* Stored data
= Beginning of Section =

//! Core diagnostic types for structured error reporting.
//!
//! Defines [`Diagnostic`], [`Label`], and [`Severity`], the building blocks
//! every compiler phase uses to report errors and warnings. A diagnostic
//! carries interned spans; rendering resolves them against the compile's
//! interner so the user always sees `path:line`.

use std::fmt;
use std::fmt::Write as _;

use cress_ir::{Span, StringInterner};

use crate::ErrorCode;

/// Severity level for diagnostics.
#[derive(Copy, Clone, Eq, PartialEq, Hash, Debug)]
pub enum Severity {
    Error,
    Warning,
    Note,
}

impl fmt::Display for Severity {
    fn fmt(&self, f: &mut fmt::Formatter<'_>) -> fmt::Result {
        match self {
            Severity::Error => write!(f, "error"),
            Severity::Warning => write!(f, "warning"),
            Severity::Note => write!(f, "note"),
        }
    }
}

/// A secondary message attached to a diagnostic.
#[derive(Clone, Eq, PartialEq, Debug)]
pub struct Label {
    /// Human-readable context message.
    pub message: String,
    /// Source location the message refers to.
    pub span: Span,
}

impl Label {
    /// Create a new label.
    pub fn new(message: impl Into<String>, span: Span) -> Self {
        Label {
            message: message.into(),
            span,
        }
    }
}

/// A structured diagnostic.
#[derive(Clone, Eq, PartialEq, Debug)]
pub struct Diagnostic {
    /// How severe the diagnostic is.
    pub severity: Severity,
    /// Stable code for documentation lookups.
    pub code: ErrorCode,
    /// What went wrong.
    pub message: String,
    /// Where it went wrong.
    pub span: Span,
    /// Additional context.
    pub labels: Vec<Label>,
}

impl Diagnostic {
    /// Create an error diagnostic.
    pub fn error(code: ErrorCode, message: impl Into<String>, span: Span) -> Self {
        Diagnostic {
            severity: Severity::Error,
            code,
            message: message.into(),
            span,
            labels: Vec::new(),
        }
    }

    /// Create a warning diagnostic.
    pub fn warning(code: ErrorCode, message: impl Into<String>, span: Span) -> Self {
        Diagnostic {
            severity: Severity::Warning,
            code,
            message: message.into(),
            span,
            labels: Vec::new(),
        }
    }

    /// Attach a label (builder style).
    #[must_use]
    pub fn with_label(mut self, label: Label) -> Self {
        self.labels.push(label);
        self
    }

    /// Render the diagnostic for terminal output.
    ///
    /// Format:
    /// ```text
    /// error[E0401]: undefined mixin `rounded`
    ///   --> sheet.cress:12
    /// ```
    pub fn render(&self, interner: &StringInterner) -> String {
        let mut out = String::new();
        let _ = writeln!(
            out,
            "{}[{}]: {}",
            self.severity, self.code, self.message
        );
        let _ = write!(
            out,
            "  --> {}:{}",
            interner.resolve(self.span.path),
            self.span.line
        );
        for label in &self.labels {
            let _ = write!(
                out,
                "\n  = {} ({}:{})",
                label.message,
                interner.resolve(label.span.path),
                label.span.line
            );
        }
        out
    }
}
//! Import registry: resolved file id to pre-parsed style sheet.

use cress_ir::{BlockId, Name};
use rustc_hash::FxHashMap;

/// Mapping from resolved import target to its already-parsed root block.
///
/// Populated entirely by the import-resolution machinery before expansion
/// starts; expansion only reads it. There is no on-demand parsing during
/// expansion; a missing entry is a fatal caller error, not a trigger to go
/// load a file.
#[derive(Default)]
pub struct ImportRegistry {
    sheets: FxHashMap<Name, BlockId>,
}

impl ImportRegistry {
    /// Create an empty registry.
    pub fn new() -> Self {
        Self::default()
    }

    /// Register a pre-parsed style sheet under its resolved file id.
    pub fn insert(&mut self, file: Name, sheet: BlockId) {
        self.sheets.insert(file, sheet);
    }

    /// Look up the pre-parsed block for a resolved file id.
    #[inline]
    pub fn lookup(&self, file: Name) -> Option<BlockId> {
        self.sheets.get(&file).copied()
    }

    /// Number of registered sheets.
    pub fn len(&self) -> usize {
        self.sheets.len()
    }

    /// Returns `true` if no sheets are registered.
    pub fn is_empty(&self) -> bool {
        self.sheets.is_empty()
    }
}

= End of Section =

* Task to carry out
Output the records once more, exactly as they stand.

* Result
//! Core diagnostic types for structured error reporting.
//!
//! Defines [`Diagnostic`], [`Label`], and [`Severity`], the building blocks
//! every compiler phase uses to report errors and warnings. A diagnostic
//! carries interned spans; rendering resolves them against the compile's
//! interner so the user always sees `path:line`.

use std::fmt;
use std::fmt::Write as _;

use cress_ir::{Span, StringInterner};

use crate::ErrorCode;

/// Severity level for diagnostics.
#[derive(Copy, Clone, Eq, PartialEq, Hash, Debug)]
pub enum Severity {
    Error,
    Warning,
    Note,
}

impl fmt::Display for Severity {
    fn fmt(&self, f: &mut fmt::Formatter<'_>) -> fmt::Result {
        match self {
            Severity::Error => write!(f, "error"),
            Severity::Warning => write!(f, "warning"),
            Severity::Note => write!(f, "note"),
        }
    }
}

/// A secondary message attached to a diagnostic.
#[derive(Clone, Eq, PartialEq, Debug)]
pub struct Label {
    /// Human-readable context message.
    pub message: String,
    /// Source location the message refers to.
    pub span: Span,
}

impl Label {
    /// Create a new label.
    pub fn new(message: impl Into<String>, span: Span) -> Self {
        Label {
            message: message.into(),
            span,
        }
    }
}

/// A structured diagnostic.
#[derive(Clone, Eq, PartialEq, Debug)]
pub struct Diagnostic {
    /// How severe the diagnostic is.
    pub severity: Severity,
    /// Stable code for documentation lookups.
    pub code: ErrorCode,
    /// What went wrong.
    pub message: String,
    /// Where it went wrong.
    pub span: Span,
    /// Additional context.
    pub labels: Vec<Label>,
}

impl Diagnostic {
    /// Create an error diagnostic.
    pub fn error(code: ErrorCode, message: impl Into<String>, span: Span) -> Self {
        Diagnostic {
            severity: Severity::Error,
            code,
            message: message.into(),
            span,
            labels: Vec::new(),
        }
    }

    /// Create a warning diagnostic.
    pub fn warning(code: ErrorCode, message: impl Into<String>, span: Span) -> Self {
        Diagnostic {
            severity: Severity::Warning,
            code,
            message: message.into(),
            span,
            labels: Vec::new(),
        }
    }

    /// Attach a label (builder style).
    #[must_use]
    pub fn with_label(mut self, label: Label) -> Self {
        self.labels.push(label);
        self
    }

    /// Render the diagnostic for terminal output.
    ///
    /// Format:
    /// ```text
    /// error[E0401]: undefined mixin `rounded`
    ///   --> sheet.cress:12
    /// ```
    pub fn render(&self, interner: &StringInterner) -> String {
        let mut out = String::new();
        let _ = writeln!(
            out,
            "{}[{}]: {}",
            self.severity, self.code, self.message
        );
        let _ = write!(
            out,
            "  --> {}:{}",
            interner.resolve(self.span.path),
            self.span.line
        );
        for label in &self.labels {
            let _ = write!(
                out,
                "\n  = {} ({}:{})",
                label.message,
                interner.resolve(label.span.path),
                label.span.line
            );
        }
        out
    }
}
//! Import registry: resolved file id to pre-parsed style sheet.

use cress_ir::{BlockId, Name};
use rustc_hash::FxHashMap;

/// Mapping from resolved import target to its already-parsed root block.
///
/// Populated entirely by the import-resolution machinery before expansion
/// starts; expansion only reads it. There is no on-demand parsing during
/// expansion; a missing entry is a fatal caller error, not a trigger to go
/// load a file.
#[derive(Default)]
pub struct ImportRegistry {
    sheets: FxHashMap<Name, BlockId>,
}

impl ImportRegistry {
    /// Create an empty registry.
    pub fn new() -> Self {
        Self::default()
    }

    /// Register a pre-parsed style sheet under its resolved file id.
    pub fn insert(&mut self, file: Name, sheet: BlockId) {
        self.sheets.insert(file, sheet);
    }

    /// Look up the pre-parsed block for a resolved file id.
    #[inline]
    pub fn lookup(&self, file: Name) -> Option<BlockId> {
        self.sheets.get(&file).copied()
    }

    /// Number of registered sheets.
    pub fn len(&self) -> usize {
        self.sheets.len()
    }

    /// Returns `true` if no sheets are registered.
    pub fn is_empty(&self) -> bool {
        self.sheets.is_empty()
    }
}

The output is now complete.